-- Dataset extract --
⟨
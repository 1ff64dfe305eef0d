//! # Wirebox
//!
//! A thread-safe dependency injection container for wiring an application's
//! object graph at runtime.
//!
//! A [`Registry`] maps type keys to binding rules. Resolving a key applies
//! its rule: a bound instance is shared as-is, a factory constructs a fresh
//! value per resolve, a provider constructs once and caches, and an alias
//! redirects a trait object key to a concrete type. Concrete types with no
//! rule are built from their [`Injectable`] recipe and cached implicitly, so
//! plain `Default` types resolve with zero ceremony.
//!
//! ## Quick Start
//!
//! ```rust
//! use std::sync::Arc;
//! use wirebox::{injectable, Registry};
//!
//! #[derive(Default, Clone)]
//! struct Config {
//!     url: String,
//! }
//! injectable!(Config {});
//!
//! #[derive(Default)]
//! struct Service {
//!     config: Option<Arc<Config>>,
//! }
//! injectable!(Service {
//!     config: shared Config,
//! });
//!
//! let registry = Registry::new();
//! registry.bind_instance(Config { url: "db://local".into() });
//!
//! let service = registry.resolve::<Service>().unwrap();
//! assert_eq!(service.config.as_ref().unwrap().url, "db://local");
//! ```
//!
//! ## Features
//!
//! - **Thread-safe**: every registry operation is safe across threads
//! - **Type-safe**: keys are derived from types, never from strings
//! - **Trait wiring**: bind implementations and aliases for `dyn Trait` keys
//! - **Function invocation**: call plain functions with injected parameters
//! - **Diagnostics**: a leveled event sink for observing container activity
//!
//! ## Main Entry Points
//!
//! - [`Registry`] - an isolated container instance
//! - [`default_registry`] and the free functions - the process-wide container
//! - [`Injectable`] / [`Recipe`] - how composite types declare their wiring
//! - [`injectable!`] / [`bind_alias!`] - declarative shorthands

mod api;
mod build;
mod error;
mod event;
mod invoke;
mod key;
#[macro_use]
mod macros;
mod registry;
mod resolve;
mod rule;

pub use api::{
    bind_alias, bind_auto, bind_factory, bind_factory_impl, bind_impl, bind_instance,
    bind_instance_arc, bind_provider, bind_provider_impl, call, clear_log_sink, default_registry,
    has_rule, implementation, instance, invoke, reset, resolve, resolve_impl, set_default_registry,
    set_log_level, set_log_sink,
};
pub use build::{Injectable, Recipe, SKIP_TAG};
pub use error::DiError;
pub use event::{DiEvent, LogLevel, LogSink};
pub use invoke::{Constructor, Impl, Inject, Owned};
pub use key::TypeKey;
pub use registry::Registry;
//! The process-wide default registry and the free-function surface over it.
//!
//! Most programs want exactly one registry. This module holds it in a lazy
//! static and mirrors every [`Registry`] operation as a free function, so
//! call sites do not have to thread a handle around:
//!
//! ```
//! use wirebox::Injectable;
//!
//! #[derive(Default, Clone)]
//! struct Config {
//!     port: u16,
//! }
//! impl Injectable for Config {}
//!
//! wirebox::reset();
//! wirebox::bind_instance(Config { port: 8080 });
//! assert_eq!(wirebox::resolve::<Config>().unwrap().port, 8080);
//! ```
//!
//! The free functions snapshot the current default on entry, so a concurrent
//! [`set_default_registry`] never swaps a registry out from under an
//! operation already in flight.

use std::sync::{Arc, LazyLock, Mutex};

use crate::build::Injectable;
use crate::error::DiError;
use crate::event::{DiEvent, LogLevel};
use crate::invoke::Constructor;
use crate::key::TypeKey;
use crate::registry::Registry;

static DEFAULT: LazyLock<Mutex<Arc<Registry>>> =
    LazyLock::new(|| Mutex::new(Arc::new(Registry::new())));

/// Returns a handle to the current default registry.
pub fn default_registry() -> Arc<Registry> {
    let guard = DEFAULT.lock().unwrap_or_else(|p| p.into_inner());
    Arc::clone(&guard)
}

/// Replaces the default registry. Handles obtained earlier keep pointing at
/// the registry they snapshotted.
pub fn set_default_registry(registry: Arc<Registry>) {
    let mut guard = DEFAULT.lock().unwrap_or_else(|p| p.into_inner());
    *guard = registry;
}

/// Swaps the default registry for a fresh empty one. Intended for tests.
pub fn reset() {
    set_default_registry(Arc::new(Registry::new()));
}

// ----------------------------------------------------------------------------
// Binding
// ----------------------------------------------------------------------------

/// See [`Registry::bind_instance`].
pub fn bind_instance<T: Send + Sync + 'static>(value: T) {
    default_registry().bind_instance(value);
}

/// See [`Registry::bind_instance_arc`].
pub fn bind_instance_arc<T: Send + Sync + 'static>(value: Arc<T>) {
    default_registry().bind_instance_arc(value);
}

/// See [`Registry::bind_impl`].
pub fn bind_impl<I: ?Sized + Send + Sync + 'static>(instance: Arc<I>) {
    default_registry().bind_impl::<I>(instance);
}

/// See [`Registry::bind_alias`].
pub fn bind_alias<I, C>(coerce: fn(Arc<C>) -> Arc<I>)
where
    I: ?Sized + Send + Sync + 'static,
    C: Injectable,
{
    default_registry().bind_alias::<I, C>(coerce);
}

/// See [`Registry::bind_auto`].
pub fn bind_auto<T: Injectable>() {
    default_registry().bind_auto::<T>();
}

/// See [`Registry::bind_factory`].
pub fn bind_factory<Args, F: Constructor<Args>>(f: F) {
    default_registry().bind_factory(f);
}

/// See [`Registry::bind_factory_impl`].
pub fn bind_factory_impl<I, Args, F>(f: F)
where
    I: ?Sized + Send + Sync + 'static,
    F: Constructor<Args, Constructed = Arc<I>>,
{
    default_registry().bind_factory_impl::<I, Args, F>(f);
}

/// See [`Registry::bind_provider`].
pub fn bind_provider<Args, F: Constructor<Args>>(f: F) {
    default_registry().bind_provider(f);
}

/// See [`Registry::bind_provider_impl`].
pub fn bind_provider_impl<I, Args, F>(f: F)
where
    I: ?Sized + Send + Sync + 'static,
    F: Constructor<Args, Constructed = Arc<I>>,
{
    default_registry().bind_provider_impl::<I, Args, F>(f);
}

/// See [`Registry::has_rule`].
pub fn has_rule(key: TypeKey) -> bool {
    default_registry().has_rule(key)
}

// ----------------------------------------------------------------------------
// Resolution
// ----------------------------------------------------------------------------

/// See [`Registry::resolve`].
pub fn resolve<T: Injectable>() -> Result<Arc<T>, DiError> {
    default_registry().resolve::<T>()
}

/// See [`Registry::resolve_impl`].
pub fn resolve_impl<I: ?Sized + Send + Sync + 'static>() -> Result<Arc<I>, DiError> {
    default_registry().resolve_impl::<I>()
}

/// See [`Registry::call`].
pub fn call<Args, F: Constructor<Args>>(f: F) -> Result<F::Constructed, DiError> {
    default_registry().call(f)
}

/// Resolves `T` from the default registry, panicking on failure.
///
/// Convenient at composition roots where a missing binding is a programming
/// error; prefer [`resolve`] anywhere the failure should be handled.
pub fn instance<T: Injectable>() -> Arc<T> {
    match resolve::<T>() {
        Ok(value) => value,
        Err(e) => panic!("wirebox: {e}"),
    }
}

/// Resolves the trait object `I` from the default registry, panicking on
/// failure.
pub fn implementation<I: ?Sized + Send + Sync + 'static>() -> Arc<I> {
    match resolve_impl::<I>() {
        Ok(value) => value,
        Err(e) => panic!("wirebox: {e}"),
    }
}

/// Calls `f` with injected parameters, discarding its result and panicking
/// on failure.
pub fn invoke<Args, F: Constructor<Args>>(f: F) {
    if let Err(e) = call(f) {
        panic!("wirebox: {e}");
    }
}

// ----------------------------------------------------------------------------
// Diagnostics
// ----------------------------------------------------------------------------

/// See [`Registry::set_log_sink`].
pub fn set_log_sink(sink: impl Fn(&DiEvent) + Send + Sync + 'static) {
    default_registry().set_log_sink(sink);
}

/// See [`Registry::clear_log_sink`].
pub fn clear_log_sink() {
    default_registry().clear_log_sink();
}

/// See [`Registry::set_log_level`].
pub fn set_log_level(level: LogLevel) {
    default_registry().set_log_level(level);
}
⟩
-- Exercise instructions --
One figure is all that is needed: the number of lines above in which the word "object" appears.

-- Task solution --
3